There just seems too much irony, gaslighting, and hypocrisy in this statement. This cannot be an actual lack of self-awareness on Apple's part - someone must have raised these questions internally. Someone must have noticed.

As someone who builds software, it raises serious questions about the value that being on the iOS store adds, and the additional work that would need to be done to make a native app useful over, say, a web-based purchase. If I was building a new product, this would push me more towards web-only or a more read-only iOS experience. It makes me as a developer question how much Apple value my business, especially when they have global insights into the most valuable kinds of apps and could build out their own alternatives to crush my business if its part of a popular genre.

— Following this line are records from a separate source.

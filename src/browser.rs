//! Browser capability implementations and page wiring.
//!
//! SYSTEM CONTEXT
//! ==============
//! Everything that touches `web_sys` lives here so the resolver itself stays
//! testable natively. Each adapter degrades to a no-op (with a log line) when
//! the browser withholds the API it needs; none of them panic.

use std::time::Duration;

use gloo_timers::callback::Timeout;
use wasm_bindgen::prelude::*;
use web_sys::{CustomEvent, CustomEventInit, Document, Element, MediaQueryList, MediaQueryListEvent, Storage};

use crate::capability::{Capabilities, PreferenceStore, SystemPreferenceSignal, ThemeTarget, TransitionTimer};
use crate::config::ResolverConfig;
use crate::control::ControlState;
use crate::error::ThemeError;
use crate::mode::{EffectiveTheme, ThemeChange};
use crate::resolver::{SubscriptionId, ThemeResolver};

/// Root element attribute holding optional JSON resolver config.
const CONFIG_ATTRIBUTE: &str = "data-theme-config";

fn js_error(value: &JsValue) -> String {
    value.as_string().unwrap_or_else(|| format!("{value:?}"))
}

fn document() -> Option<Document> {
    web_sys::window().and_then(|w| w.document())
}

fn root_element() -> Option<Element> {
    document().and_then(|d| d.document_element())
}

// =============================================================================
// CAPABILITIES
// =============================================================================

/// `window.localStorage`.
#[derive(Clone, Copy, Debug, Default)]
pub struct LocalStorageStore;

impl LocalStorageStore {
    fn storage() -> Result<Storage, ThemeError> {
        let window = web_sys::window().ok_or_else(|| ThemeError::StorageUnavailable("no window".to_owned()))?;
        match window.local_storage() {
            Ok(Some(storage)) => Ok(storage),
            Ok(None) => Err(ThemeError::StorageUnavailable("localStorage disabled".to_owned())),
            Err(e) => Err(ThemeError::StorageUnavailable(js_error(&e))),
        }
    }
}

impl PreferenceStore for LocalStorageStore {
    fn load(&self, key: &str) -> Result<Option<String>, ThemeError> {
        Self::storage()?
            .get_item(key)
            .map_err(|e| ThemeError::StorageUnavailable(js_error(&e)))
    }

    fn save(&self, key: &str, value: &str) -> Result<(), ThemeError> {
        Self::storage()?
            .set_item(key, value)
            .map_err(|e| ThemeError::StorageUnavailable(js_error(&e)))
    }
}

/// `matchMedia` for the configured color-scheme query.
#[derive(Debug)]
pub struct MediaQuerySignal {
    query: Option<MediaQueryList>,
}

impl MediaQuerySignal {
    #[must_use]
    pub fn new(media_query: &str) -> Self {
        let query = web_sys::window().and_then(|w| match w.match_media(media_query) {
            Ok(query) => query,
            Err(e) => {
                log::debug!("matchMedia({media_query}) failed: {}", js_error(&e));
                None
            }
        });
        Self { query }
    }
}

impl SystemPreferenceSignal for MediaQuerySignal {
    fn prefers_dark(&self) -> Option<bool> {
        self.query.as_ref().map(MediaQueryList::matches)
    }

    fn watch(&self, on_change: Box<dyn Fn(bool)>) -> bool {
        let Some(query) = self.query.as_ref() else {
            return false;
        };
        let listener =
            Closure::<dyn Fn(MediaQueryListEvent)>::new(move |event: MediaQueryListEvent| on_change(event.matches()));
        match query.add_event_listener_with_callback("change", listener.as_ref().unchecked_ref()) {
            Ok(()) => {
                // Lives for the page.
                listener.forget();
                true
            }
            Err(e) => {
                log::debug!("color-scheme change listener rejected: {}", js_error(&e));
                false
            }
        }
    }
}

/// The `<html>` element.
#[derive(Debug)]
pub struct DocumentTarget {
    root: Option<Element>,
    attribute: String,
    transition_class: String,
}

impl DocumentTarget {
    #[must_use]
    pub fn new(config: &ResolverConfig) -> Self {
        Self {
            root: root_element(),
            attribute: config.attribute.clone(),
            transition_class: config.transition_class.clone(),
        }
    }
}

impl ThemeTarget for DocumentTarget {
    fn attribute(&self) -> Option<String> {
        self.root.as_ref()?.get_attribute(&self.attribute)
    }

    fn set_attribute(&self, theme: EffectiveTheme) {
        let Some(root) = self.root.as_ref() else {
            return;
        };
        if let Err(e) = root.set_attribute(&self.attribute, theme.as_str()) {
            log::warn!("failed to set {}: {}", self.attribute, js_error(&e));
        }
    }

    fn set_transition_marker(&self, active: bool) {
        let Some(root) = self.root.as_ref() else {
            return;
        };
        let classes = root.class_list();
        let result = if active {
            classes.add_1(&self.transition_class)
        } else {
            classes.remove_1(&self.transition_class)
        };
        if let Err(e) = result {
            log::debug!("transition class update failed: {}", js_error(&e));
        }
    }
}

/// `setTimeout` via `gloo-timers`.
#[derive(Clone, Copy, Debug, Default)]
pub struct TimeoutTimer;

impl TransitionTimer for TimeoutTimer {
    fn schedule(&self, after: Duration, callback: Box<dyn FnOnce()>) {
        let millis = u32::try_from(after.as_millis()).unwrap_or(u32::MAX);
        Timeout::new(millis, callback).forget();
    }
}

/// Capabilities backed by the live page.
#[must_use]
pub fn browser_capabilities(config: &ResolverConfig) -> Capabilities {
    use std::rc::Rc;

    Capabilities {
        store: Rc::new(LocalStorageStore),
        signal: Rc::new(MediaQuerySignal::new(&config.media_query)),
        target: Rc::new(DocumentTarget::new(config)),
        timer: Some(Rc::new(TimeoutTimer)),
    }
}

// =============================================================================
// PAGE WIRING
// =============================================================================

/// Wire every toggle control on the page to `resolver`.
///
/// Controls are `#<control_id>` and any element carrying `<control_marker>`.
/// Their ARIA state follows every change. Returns how many were bound; zero
/// is fine, the resolver works headlessly.
pub fn bind_toggle_controls(resolver: &ThemeResolver) -> usize {
    let Some(document) = document() else {
        return 0;
    };
    let selector = resolver.config().control_selector();
    let nodes = match document.query_selector_all(&selector) {
        Ok(nodes) => nodes,
        Err(e) => {
            log::warn!("theme control lookup failed for {selector:?}: {}", js_error(&e));
            return 0;
        }
    };

    let mut controls = Vec::new();
    for index in 0..nodes.length() {
        let Some(control) = nodes.get(index).and_then(|node| node.dyn_ref::<Element>().cloned()) else {
            continue;
        };
        let handle = resolver.clone();
        let on_click = Closure::<dyn FnMut(web_sys::Event)>::new(move |event: web_sys::Event| {
            // Controls may be links or submit buttons.
            event.prevent_default();
            handle.toggle_theme();
        });
        if let Err(e) = control.add_event_listener_with_callback("click", on_click.as_ref().unchecked_ref()) {
            log::warn!("theme control click binding failed: {}", js_error(&e));
            continue;
        }
        on_click.forget();
        controls.push(control);
    }

    if controls.is_empty() {
        log::debug!("no theme toggle controls found");
        return 0;
    }

    sync_controls(&controls, resolver.effective_theme());
    let count = controls.len();
    resolver.subscribe(move |change| sync_controls(&controls, change.effective));
    count
}

fn sync_controls(controls: &[Element], effective: EffectiveTheme) {
    let state = ControlState::for_theme(effective);
    let attributes = [("aria-pressed", state.aria_pressed()), ("aria-label", state.label), ("title", state.title)];
    for control in controls {
        for (name, value) in attributes {
            if let Err(e) = control.set_attribute(name, value) {
                log::debug!("failed to set {name} on theme control: {}", js_error(&e));
            }
        }
    }
}

/// Re-dispatch every change as a DOM `CustomEvent` on `document` so other
/// scripts on the page can listen without holding the resolver.
pub fn forward_change_events(resolver: &ThemeResolver) -> Option<SubscriptionId> {
    let document = document()?;
    let event_name = resolver.config().event_name.clone();
    Some(resolver.subscribe(move |change| dispatch_change(&document, &event_name, change)))
}

fn dispatch_change(document: &Document, event_name: &str, change: &ThemeChange) {
    let json = match serde_json::to_string(change) {
        Ok(json) => json,
        Err(e) => {
            log::warn!("theme change not serializable: {e}");
            return;
        }
    };
    let detail = match js_sys::JSON::parse(&json) {
        Ok(detail) => detail,
        Err(e) => {
            log::warn!("theme change detail rejected: {}", js_error(&e));
            return;
        }
    };

    let init = CustomEventInit::new();
    init.set_detail(&detail);
    match CustomEvent::new_with_event_init_dict(event_name, &init) {
        Ok(event) => {
            if let Err(e) = document.dispatch_event(&event) {
                log::warn!("{event_name} dispatch failed: {}", js_error(&e));
            }
        }
        Err(e) => log::warn!("{event_name} event construction failed: {}", js_error(&e)),
    }
}

fn load_config() -> ResolverConfig {
    let Some(raw) = root_element().and_then(|root| root.get_attribute(CONFIG_ATTRIBUTE)) else {
        return ResolverConfig::default();
    };
    ResolverConfig::from_json(&raw).unwrap_or_else(|e| {
        log::warn!("{e}; using default theme config");
        ResolverConfig::default()
    })
}

/// WASM entry point: build the page's resolver and wire it up.
#[wasm_bindgen(start)]
pub fn start() {
    console_error_panic_hook::set_once();
    if let Err(e) = console_log::init_with_level(log::Level::Info) {
        // Another logger owns the `log` facade; say so on the console directly.
        web_sys::console::debug_1(&JsValue::from_str(&format!("theme resolver: console logger not installed: {e}")));
    }

    let config = load_config();
    let resolver = ThemeResolver::new(config.clone(), browser_capabilities(&config));
    forward_change_events(&resolver);
    let change = resolver.initialize();
    let controls = bind_toggle_controls(&resolver);
    log::info!(
        "theme resolver started: requested={} effective={} controls={controls}",
        change.requested,
        change.effective
    );

    // Page-lifetime component; installed listeners only hold weak references.
    std::mem::forget(resolver);
}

This is the environment that Apple are creating for consumers, developers, and businesses who want to use their platforms - and it doesn't seem right. This is bad PR, this seems damaging in the long run. It seems an awful lot like the company could maintain their standards of quality and security without a lot of these practices (he says, with literally no evidence to back it up). It worries me that one company can raise all these questions and concerns.